Hayata karşı direncimiz azaldı. Onlar bizi ağlattıkça daha bir sevdik onları… Onlar en kötü günümüzde bizim yanımızda olacak nazik, güzel dostlarımızdı. Gözleri hep buğuluydu. Bu kadar duygusal adamlardan ve kadınlardan zarar gelmezdi, gelemezdi. Bizi hep seveceklerdi. Koyunlarına aldılar, yumuşak elleriyle okşadılar; “b, c, d ve g/ğ’ye” dönüştürüverdiler bizi.

Her şeyin en iyisini bilirlerdi. Asla onlardan zarar gelmezdi. Yanlış yapmazlardı. Başkaları hata yapardı, onlar da yumuk parmaklarıyla ya da kadife sesleriyle ince göndermelerde bulunurlardı. Kavga dövüşten hoşlanmazlar; çok renkli, çok sesli, bol gıdıklamalı bir dünyayı savunurlardı. Bizim gibi kaba ve sert ünsüzler, özellikle Şahap Abi gibiler, fıstıkçı dükkânının borçları yüzünden ayağa kalkıp hayata “atarlandığında” mesela (e ve a), küçük ünlüler hafifçe yuvalarından başlarını kaldırıp alaycı gülümsemeleriyle haddimizi bildirirlerdi.

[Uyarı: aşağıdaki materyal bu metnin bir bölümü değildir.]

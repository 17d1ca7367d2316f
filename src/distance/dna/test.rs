use super::*;
use crate::assert_fp_eq;

/// Counts of each ordered column `(x, y)` in a pair of 5000 base alignments
/// with 3633 mismatches, 1202 of them transitions.
const LONG_PAIR_COUNTS: [(&[u8; 2], usize); 16] = [
    (b"AA", 306),
    (b"AC", 122),
    (b"AG", 363),
    (b"AT", 13),
    (b"CA", 501),
    (b"CC", 366),
    (b"CG", 93),
    (b"CT", 306),
    (b"GA", 224),
    (b"GC", 553),
    (b"GG", 335),
    (b"GT", 128),
    (b"TA", 558),
    (b"TC", 309),
    (b"TG", 463),
    (b"TT", 360),
];

/// Builds the long alignment by interleaving the columns round robin, so that
/// neither sequence is a run of blocks.
pub(crate) fn long_pair() -> (Vec<u8>, Vec<u8>) {
    let mut remaining = LONG_PAIR_COUNTS.map(|(_, n)| n);
    let (mut s1, mut s2) = (Vec::with_capacity(5000), Vec::with_capacity(5000));

    while remaining.iter().any(|&n| n > 0) {
        for (i, (column, _)) in LONG_PAIR_COUNTS.iter().enumerate() {
            if remaining[i] > 0 {
                remaining[i] -= 1;
                s1.push(column[0]);
                s2.push(column[1]);
            }
        }
    }

    (s1, s2)
}

static SHORT_1: &[u8] = b"ACGTTGCAAGCT";
static SHORT_2: &[u8] = b"ACGATGCTAGCA";

#[test]
fn long_pair_statistics() {
    let (s1, s2) = long_pair();
    assert_eq!(s1.len(), 5000);
    assert_eq!(hamming_distance(&s1, &s2, false), Ok(3633));
    assert_eq!(p_distance(&s1, &s2), Ok(0.7266));

    let tally = SubstitutionTally::from_sequences(&s1, &s2).unwrap();
    assert_eq!(tally.transitions(), 1202);
    assert_eq!(tally.transversions(), 2431);
    assert_eq!(tally.length(), 5000);
}

#[test]
fn long_pair_distances() {
    let (s1, s2) = long_pair();

    assert_fp_eq!(jukes_cantor_distance(&s1, &s2).unwrap(), 2.600502888125025, 1e-12);
    assert_fp_eq!(@absolute, tajima_nei_distance(&s1, &s2).unwrap(), 2.612489480361321, 1e-7);
    assert_fp_eq!(kimura_distance(&s1, &s2).unwrap(), 2.6031087353225875, 1e-12);
    assert_fp_eq!(tamura_distance(&s1, &s2).unwrap(), 2.603755899559136, 1e-12);
}

#[test]
fn short_pair_distances() {
    assert_eq!(p_distance(SHORT_1, SHORT_2), Ok(0.25));
    assert_fp_eq!(jukes_cantor_distance(SHORT_1, SHORT_2).unwrap(), 0.30409883108112323);
    assert_fp_eq!(tajima_nei_distance(SHORT_1, SHORT_2).unwrap(), 0.37240530544712647);
    assert_fp_eq!(kimura_distance(SHORT_1, SHORT_2).unwrap(), 0.31712783136587674);
    assert_fp_eq!(tamura_distance(SHORT_1, SHORT_2).unwrap(), 0.31712783136587674);
}

#[test]
fn corrections_exceed_p_distance() {
    let (s1, s2) = long_pair();
    for (a, b) in [(SHORT_1, SHORT_2), (s1.as_slice(), s2.as_slice())] {
        let p = p_distance(a, b).unwrap();
        for model in DistanceModel::ALL {
            assert!(model.compute(a, b).unwrap() >= p, "{model}");
        }
    }
}

#[test]
fn statistics_match_free_functions() {
    let (s1, s2) = long_pair();
    let stats = s1.distance_statistics(&s2).unwrap();

    assert_eq!(stats.p_distance(), 0.7266);
    assert_eq!(stats.jukes_cantor(), jukes_cantor_distance(&s1, &s2));
    assert_eq!(stats.tajima_nei(), tajima_nei_distance(&s1, &s2));
    assert_eq!(stats.kimura(), kimura_distance(&s1, &s2));
    assert_eq!(stats.tamura(), tamura_distance(&s1, &s2));
    assert_fp_eq!(stats.combined_frequencies().sum(), 1.0);

    for model in DistanceModel::ALL {
        assert_eq!(stats.distance(model), model.compute(&s1, &s2));
    }
}

#[test]
fn length_mismatch() {
    let expected = Err(DistanceError::LengthMismatch { left: 4, right: 3 });
    assert_eq!(hamming_distance(b"ACGT", b"ACG", true).map(|_| 0.0), expected);
    for model in DistanceModel::ALL {
        assert_eq!(model.compute(b"ACGT", b"ACG"), expected, "{model}");
    }
    assert_eq!(PairStatistics::from_sequences(b"ACGT", b"ACG"), Err(DistanceError::LengthMismatch { left: 4, right: 3 }));
}

#[test]
fn saturated_sequences() {
    let nonpositive_ln = Err(DistanceError::Domain(DomainError::NonPositiveLogarithm));

    assert_eq!(jukes_cantor_distance(b"ACGT", b"CATG"), nonpositive_ln);
    assert_eq!(kimura_distance(b"AAAA", b"GGGG"), nonpositive_ln);
    assert_eq!(
        kimura_distance(b"AAAA", b"CCCC"),
        Err(DistanceError::Domain(DomainError::NegativeSquareRoot))
    );
    assert_eq!(tamura_distance(b"ACGT", b"GTAC"), nonpositive_ln);
    assert_eq!(tajima_nei_distance(b"ACGT", b"CATG"), nonpositive_ln);
    assert_eq!(tajima_nei_distance(b"AACCGGTT", b"CCAATTGG"), nonpositive_ln);
    assert_eq!(tajima_nei_distance(b"ACGTACGT", b"TGCATGCA"), nonpositive_ln);
}

#[test]
fn degenerate_inputs() {
    let division_by_zero = Err(DistanceError::Domain(DomainError::DivisionByZero));

    // Identical sequences have no substitutions to weight.
    assert_eq!(tajima_nei_distance(SHORT_1, SHORT_1), division_by_zero);
    // No G or C in either sequence.
    assert_eq!(tamura_distance(b"AATT", b"ATTT"), division_by_zero);
    // Every position is a gap, so nothing is retained.
    assert_eq!(kimura_distance(b"A-", b"-C"), division_by_zero);
    assert_eq!(p_distance(b"", b""), division_by_zero);

    for model in DistanceModel::ALL {
        assert!(model.compute(b"", b"").unwrap_err().is_domain_error(), "{model}");
    }
}

#[test]
fn identical_sequences() {
    assert_eq!(jukes_cantor_distance(SHORT_1, SHORT_1), Ok(0.0));
    assert_eq!(kimura_distance(SHORT_1, SHORT_1), Ok(0.0));
    assert_eq!(tamura_distance(SHORT_1, SHORT_1), Ok(0.0));
}

#[test]
fn extension_trait() {
    let s1 = String::from_utf8(SHORT_1.to_vec()).unwrap();
    let s2 = SHORT_2.to_vec();

    assert_eq!(s1.distance_hamming(&s2, false), Ok(3));
    assert_eq!(s1.distance_p(&s2), p_distance(SHORT_1, SHORT_2));
    assert_eq!(s1.distance_jukes_cantor(&s2), jukes_cantor_distance(SHORT_1, SHORT_2));
    assert_eq!(s1.distance_tajima_nei(&s2), tajima_nei_distance(SHORT_1, SHORT_2));
    assert_eq!(s1.distance_kimura(&s2), kimura_distance(SHORT_1, SHORT_2));
    assert_eq!(s1.as_str().distance_tamura(SHORT_2), tamura_distance(SHORT_1, SHORT_2));
}

#[test]
fn model_names() {
    for model in DistanceModel::ALL {
        assert_eq!(model.name().parse::<DistanceModel>(), Ok(model));
    }
    assert_eq!("Jukes-Cantor".parse::<DistanceModel>(), Ok(DistanceModel::JukesCantor));
    assert_eq!(
        "k80".parse::<DistanceModel>(),
        Err(ConversionError::InvalidOption("k80".to_string()))
    );
}
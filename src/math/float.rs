use crate::data::err::DomainError;

/// Checked floating point operations used by the distance estimators. Each
/// operation either produces a finite value or reports why it could not,
/// rather than letting `NaN` or an infinity leak into a distance.
pub trait CheckedFloat: Sized + Copy {
    /// Natural logarithm, failing with [`DomainError::NonPositiveLogarithm`]
    /// when `self <= 0` (or is `NaN`).
    ///
    /// # Errors
    ///
    /// See above.
    fn checked_ln(self) -> Result<Self, DomainError>;

    /// Square root, failing with [`DomainError::NegativeSquareRoot`] when
    /// `self < 0` (or is `NaN`).
    ///
    /// # Errors
    ///
    /// See above.
    fn checked_sqrt(self) -> Result<Self, DomainError>;

    /// Division, failing with [`DomainError::DivisionByZero`] when `rhs` is
    /// zero.
    ///
    /// # Errors
    ///
    /// See above.
    fn checked_quotient(self, rhs: Self) -> Result<Self, DomainError>;

    /// Passes finite values through and maps `NaN` or infinities to
    /// [`DomainError::DivisionByZero`], which is the only way the estimators
    /// can produce them once the other guards have passed.
    ///
    /// # Errors
    ///
    /// See above.
    fn into_finite(self) -> Result<Self, DomainError>;
}

/// Implement [`CheckedFloat`] for multiple floating point primitive types
macro_rules! impl_checked_float {
    {$($ty:ty),* } => {
        $(
        impl CheckedFloat for $ty {
            #[inline]
            fn checked_ln(self) -> Result<Self, DomainError> {
                if self > 0.0 {
                    Ok(self.ln())
                } else {
                    Err(DomainError::NonPositiveLogarithm)
                }
            }

            #[inline]
            fn checked_sqrt(self) -> Result<Self, DomainError> {
                if self >= 0.0 {
                    Ok(self.sqrt())
                } else {
                    Err(DomainError::NegativeSquareRoot)
                }
            }

            #[inline]
            fn checked_quotient(self, rhs: Self) -> Result<Self, DomainError> {
                if rhs == 0.0 {
                    Err(DomainError::DivisionByZero)
                } else {
                    (self / rhs).into_finite()
                }
            }

            #[inline]
            fn into_finite(self) -> Result<Self, DomainError> {
                if self.is_finite() {
                    Ok(self)
                } else {
                    Err(DomainError::DivisionByZero)
                }
            }
        } )*
     }
}

impl_checked_float!(f32, f64);
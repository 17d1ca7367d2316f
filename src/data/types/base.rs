use crate::data::{
    err::ConversionError,
    mappings::{NOT_ACGT, to_dna_index},
};
use std::fmt::Display;

/// One of the four canonical nucleotide bases.
///
/// The discriminant is the base's index in `ACGT` order, which is also the
/// order used by [`BaseFrequencies`](crate::composition::BaseFrequencies) and
/// the pair tallies in [`SubstitutionTally`](crate::distance::SubstitutionTally).
#[derive(Debug, Clone, Copy, PartialEq, Eq, Hash, PartialOrd, Ord)]
#[repr(u8)]
pub enum Base {
    A = 0,
    C = 1,
    G = 2,
    T = 3,
}

impl Base {
    /// All bases in index order.
    pub const ALL: [Base; 4] = [Base::A, Base::C, Base::G, Base::T];

    /// Looks up a base from a byte, ignoring case. Returns [`None`] for gaps,
    /// ambiguity codes, `U`, and anything else outside of `ACGTacgt`.
    #[inline]
    #[must_use]
    pub const fn from_byte(b: u8) -> Option<Self> {
        match to_dna_index(b) {
            NOT_ACGT => None,
            i => Some(Self::ALL[i as usize]),
        }
    }

    /// The base's index in `ACGT` order.
    #[inline]
    #[must_use]
    pub const fn index(self) -> usize {
        self as usize
    }

    /// The uppercase byte for this base.
    #[inline]
    #[must_use]
    pub const fn to_byte(self) -> u8 {
        match self {
            Base::A => b'A',
            Base::C => b'C',
            Base::G => b'G',
            Base::T => b'T',
        }
    }

    /// Purines are `A` and `G`; pyrimidines are `C` and `T`.
    #[inline]
    #[must_use]
    pub const fn is_purine(self) -> bool {
        matches!(self, Base::A | Base::G)
    }

    /// Whether a substitution from `self` to `other` is a transition (A ↔ G
    /// or C ↔ T). Identical bases are not a substitution.
    #[inline]
    #[must_use]
    pub const fn is_transition(self, other: Base) -> bool {
        self as u8 != other as u8 && self.is_purine() == other.is_purine()
    }

    /// Whether a substitution from `self` to `other` is a transversion
    /// (purine ↔ pyrimidine).
    #[inline]
    #[must_use]
    pub const fn is_transversion(self, other: Base) -> bool {
        self.is_purine() != other.is_purine()
    }
}

impl TryFrom<u8> for Base {
    type Error = ConversionError;

    #[inline]
    fn try_from(b: u8) -> Result<Self, Self::Error> {
        Base::from_byte(b).ok_or(ConversionError::InvalidSymbol(b))
    }
}

impl From<Base> for u8 {
    #[inline]
    fn from(base: Base) -> Self {
        base.to_byte()
    }
}

impl Display for Base {
    fn fmt(&self, f: &mut std::fmt::Formatter<'_>) -> std::fmt::Result {
        write!(f, "{}", char::from(self.to_byte()))
    }
}

#[cfg(test)]
mod test {
    use super::*;

    #[test]
    fn lookup() {
        assert_eq!(Base::try_from(b'g'), Ok(Base::G));
        assert_eq!(Base::try_from(b'T'), Ok(Base::T));
        assert_eq!(Base::try_from(b'-'), Err(ConversionError::InvalidSymbol(b'-')));
        assert_eq!(Base::from_byte(b'N'), None);
        assert_eq!(Base::from_byte(b'U'), None);

        for base in Base::ALL {
            assert_eq!(Base::from_byte(base.to_byte()), Some(base));
            assert_eq!(Base::ALL[base.index()], base);
        }
    }

    #[test]
    fn substitution_classes() {
        let transitions = [(Base::A, Base::G), (Base::G, Base::A), (Base::C, Base::T), (Base::T, Base::C)];

        for x in Base::ALL {
            for y in Base::ALL {
                let ts = transitions.contains(&(x, y));
                assert_eq!(x.is_transition(y), ts, "{x}{y}");
                assert_eq!(x.is_transversion(y), x != y && !ts, "{x}{y}");
            }
        }
    }
}
/// The four canonical nucleotide bases.
pub mod base;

Aralarında muazzam bir uyum vardı küçük ünlülerin. Asla birbirlerini açıktan eleştirmezlerdi. Sen de buna bayılırdın, onları örnek almamız gerektiğini söylerdin. Şahap Abi bir gün küçük ünlülerin aslında birbirlerini pek de sevmediklerini, numara yaptıklarını söylemiş, sen ona karşı çıktığında sinirlenmiş, gözüne yumruğu indirmişti. Küçük ünlünün deyimiyle “işte bu çok kötü”ydü. Şahap Abi’nin henüz yumuşamayan yönleri vardı. Biz o gün anlamıştık ki Şahap Abi “küt”tü ve tek heceli sözcüklerde genellikle ünsüz yumuşaması olmazdı.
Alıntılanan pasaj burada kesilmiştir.